Collected data entries:
..........

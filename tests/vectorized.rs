#![cfg(feature = "tzdb")]

use datefmt_rs::{format_datetime, parse_datetime, StyleName};

fn format_utc(times: &[Option<f64>], formats: &[Option<&str>]) -> Vec<Option<String>> {
    format_datetime(times, formats, Some("UTC"), Some("en_US")).unwrap()
}

fn parse_utc(texts: &[Option<&str>], formats: &[Option<&str>], lenient: bool) -> Vec<Option<f64>> {
    parse_datetime(texts, formats, lenient, Some("UTC"), Some("en_US"))
        .unwrap()
        .values
}

#[test]
fn epoch_date_short_round_trip() {
    let formatted = format_utc(&[Some(0.0)], &[Some("date_short")]);
    assert_eq!(formatted, [Some("1/1/70".to_owned())]);

    let text = formatted[0].as_deref();
    assert_eq!(parse_utc(&[text], &[Some("date_short")], false), [Some(0.0)]);
}

#[test]
fn recycling_to_the_longest_input() {
    assert_eq!(
        format_utc(&[Some(0.0)], &[Some("yyyy"), Some("yyyy-MM")]),
        [Some("1970".to_owned()), Some("1970-01".to_owned())]
    );

    // Lengths that do not divide each other are still recycled.
    let times = [Some(0.0), Some(31_536_000.0), Some(63_072_000.0)];
    assert_eq!(
        format_utc(&times, &[Some("yyyy"), Some("MM")]),
        [
            Some("1970".to_owned()),
            Some("01".to_owned()),
            Some("1972".to_owned())
        ]
    );
}

#[test]
fn empty_inputs() {
    assert!(format_utc(&[], &[Some("yyyy")]).is_empty());
    assert!(format_utc(&[Some(0.0)], &[]).is_empty());

    let parsed = parse_datetime::<&str, &str>(&[], &[Some("yyyy")], false, Some("UTC"), None).unwrap();
    assert!(parsed.values.is_empty());
    assert_eq!(parsed.tzone.as_deref(), Some("UTC"));
}

#[test]
fn empty_inputs_skip_zone_and_locale_resolution() {
    let formatted =
        format_datetime::<&str>(&[], &[Some("yyyy")], Some("Not/AZone"), Some("en_US")).unwrap();
    assert!(formatted.is_empty());

    let parsed =
        parse_datetime::<&str, &str>(&[], &[Some("yyyy")], false, Some("Not/AZone"), None).unwrap();
    assert!(parsed.values.is_empty());
    assert_eq!(parsed.tzone.as_deref(), Some("Not/AZone"));

    // The same zone is still rejected once there is work to do.
    assert!(format_datetime(&[Some(0.0)], &[Some("yyyy")], Some("Not/AZone"), None).is_err());
}

#[test]
fn overflowing_lenient_fields_are_missing() {
    let texts = [
        Some("2021-999999999999999999-01"),
        Some("2021-01-999999999999999999"),
        Some("2021-13-01"),
    ];
    let pattern = [Some("yyyy-MM-dd")];
    assert_eq!(
        parse_utc(&texts, &pattern, true),
        [None, None, Some(1_640_995_200.0)]
    );
    // Later calls still reach the shared provider.
    assert_eq!(parse_utc(&texts, &pattern, true)[2], Some(1_640_995_200.0));
}

#[test]
fn failed_calls_leave_the_provider_usable() {
    assert!(format_datetime(&[Some(0.0)], &[Some("yyyy 'x")], Some("Europe/Warsaw"), None).is_err());
    assert!(parse_datetime(&[Some("x")], &[Some("yyyy")], false, Some("Mars/Olympus"), None).is_err());

    let formatted = format_datetime(
        &[Some(0.0)],
        &[Some("yyyy-MM-dd HH:mm")],
        Some("Europe/Warsaw"),
        Some("en_US"),
    )
    .unwrap();
    assert_eq!(formatted, [Some("1970-01-01 01:00".to_owned())]);
}

#[test]
fn missing_values_propagate() {
    assert_eq!(
        format_utc(&[Some(0.0), None, Some(0.0)], &[Some("yyyy"), Some("yyyy"), None]),
        [Some("1970".to_owned()), None, None]
    );
    assert_eq!(
        parse_utc(&[None, Some("1970")], &[Some("yyyy")], false),
        [None, Some(0.0)]
    );
}

#[test]
fn leniency() {
    let text = [Some("2021-13-01")];
    let pattern = [Some("yyyy-MM-dd")];
    assert_eq!(parse_utc(&text, &pattern, true), [Some(1_640_995_200.0)]);
    assert_eq!(parse_utc(&text, &pattern, false), [None]);
    assert_eq!(
        parse_utc(&[Some("2022-01-01")], &pattern, false),
        [Some(1_640_995_200.0)]
    );
}

#[test]
fn relative_time_styles_match_absolute_ones() {
    let times = [Some(0.0), Some(1_718_452_805.0), Some(-1_000_000_000.5)];
    for length in ["full", "long", "medium", "short"] {
        let relative = format!("time_relative_{length}");
        let absolute = format!("time_{length}");
        assert_eq!(
            format_utc(&times, &[Some(relative.as_str())]),
            format_utc(&times, &[Some(absolute.as_str())]),
        );
    }
}

#[test]
fn formatter_reuse_does_not_change_output() {
    let times: Vec<Option<f64>> = (0..12).map(|i| Some(f64::from(i) * 2_629_746.0)).collect();
    let patterns = ["date_medium", "datetime_short", "EEEE d MMMM y HH:mm:ss"];

    for pattern in patterns {
        // One shared pattern element, reused for every timestamp.
        let shared = format_utc(&times, &[Some(pattern)]);
        // Distinct but equal strings in every slot.
        let owned: Vec<String> = times.iter().map(|_| pattern.to_owned()).collect();
        let distinct: Vec<Option<&str>> = owned.iter().map(|p| Some(p.as_str())).collect();
        assert_eq!(shared, format_utc(&times, &distinct));
        // Fresh formatter per element.
        let fresh: Vec<Option<String>> = times
            .iter()
            .flat_map(|time| format_utc(&[*time], &[Some(pattern)]))
            .collect();
        assert_eq!(shared, fresh);
    }
}

#[test]
fn literal_pattern_round_trips() {
    let times = [Some(0.0), Some(1_718_452_805.0), Some(-86_399.0), Some(951_782_400.0)];
    let pattern = [Some("yyyy-MM-dd'T'HH:mm:ssXXX")];
    let formatted = format_utc(&times, &pattern);
    let texts: Vec<Option<&str>> = formatted.iter().map(Option::as_deref).collect();
    assert_eq!(parse_utc(&texts, &pattern, false), times);

    // Minutes resolution loses the seconds.
    let pattern = [Some("yyyy-MM-dd HH:mm")];
    let formatted = format_utc(&[Some(1_718_452_805.0)], &pattern);
    let texts: Vec<Option<&str>> = formatted.iter().map(Option::as_deref).collect();
    assert_eq!(parse_utc(&texts, &pattern, false), [Some(1_718_452_800.0)]);
}

#[test]
fn every_style_formats_and_parses() {
    for name in StyleName::VOCABULARY {
        let formatted = format_utc(&[Some(1_718_452_805.0)], &[Some(name)]);
        let text = formatted[0].as_deref();
        assert!(text.is_some_and(|text| !text.is_empty()), "{name}");
        let parsed = parse_utc(&[text], &[Some(name)], false);
        assert!(parsed[0].is_some(), "{name}: {text:?}");
    }
}

#[test]
fn malformed_pattern_aborts_the_call() {
    assert!(format_datetime(&[Some(0.0)], &[Some("yyyy 'x")], Some("UTC"), None).is_err());
    assert!(parse_datetime(&[Some("1970")], &[Some("jj")], false, Some("UTC"), None).is_err());
}

#[test]
fn named_time_zones() {
    let formatted = format_datetime(
        &[Some(0.0), Some(1_498_910_400.0)],
        &[Some("yyyy-MM-dd HH:mm xxx")],
        Some("America/New_York"),
        Some("en_US"),
    )
    .unwrap();
    assert_eq!(
        formatted,
        [
            Some("1969-12-31 19:00 -05:00".to_owned()),
            Some("2017-07-01 08:00 -04:00".to_owned())
        ]
    );

    let parsed = parse_datetime(
        &[Some("2017-07-01 08:00"), Some("2017-07-01 12:00 Europe/Warsaw")],
        &[Some("yyyy-MM-dd HH:mm"), Some("yyyy-MM-dd HH:mm VV")],
        false,
        Some("America/New_York"),
        Some("en_US"),
    )
    .unwrap();
    assert_eq!(parsed.values, [Some(1_498_910_400.0), Some(1_498_903_200.0)]);
    assert_eq!(parsed.tzone.as_deref(), Some("America/New_York"));
}

#[test]
fn localized_names() {
    let formatted = format_datetime(
        &[Some(0.0)],
        &[Some("date_full"), Some("LLLL"), Some("date_medium")],
        Some("UTC"),
        Some("pl_PL"),
    )
    .unwrap();
    assert_eq!(formatted[1].as_deref(), Some("styczeń"));

    let parsed = parse_datetime(
        &[formatted[0].as_deref(), formatted[2].as_deref()],
        &[Some("date_full"), Some("date_medium")],
        false,
        Some("UTC"),
        Some("pl_PL"),
    )
    .unwrap();
    assert_eq!(parsed.values, [Some(0.0), Some(0.0)]);
}

#[test]
fn japanese_symbols() {
    let formatted = format_datetime(
        &[Some(0.0)],
        &[Some("date_full"), Some("date_short"), Some("time_medium")],
        Some("UTC"),
        Some("ja_JP"),
    )
    .unwrap();
    assert_eq!(
        formatted,
        [
            Some("1970年1月1日木曜日".to_owned()),
            Some("1970/01/01".to_owned()),
            Some("0:00:00".to_owned())
        ]
    );

    let texts: Vec<Option<&str>> = formatted[..2].iter().map(Option::as_deref).collect();
    let parsed = parse_datetime(
        &texts,
        &[Some("date_full"), Some("date_short")],
        false,
        Some("UTC"),
        Some("ja_JP"),
    )
    .unwrap();
    assert_eq!(parsed.values, [Some(0.0), Some(0.0)]);
}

..........

Exercise requirements:
Count how many lines of the data include the word "patterns". Your reply should be that number alone.

Exercise response:
2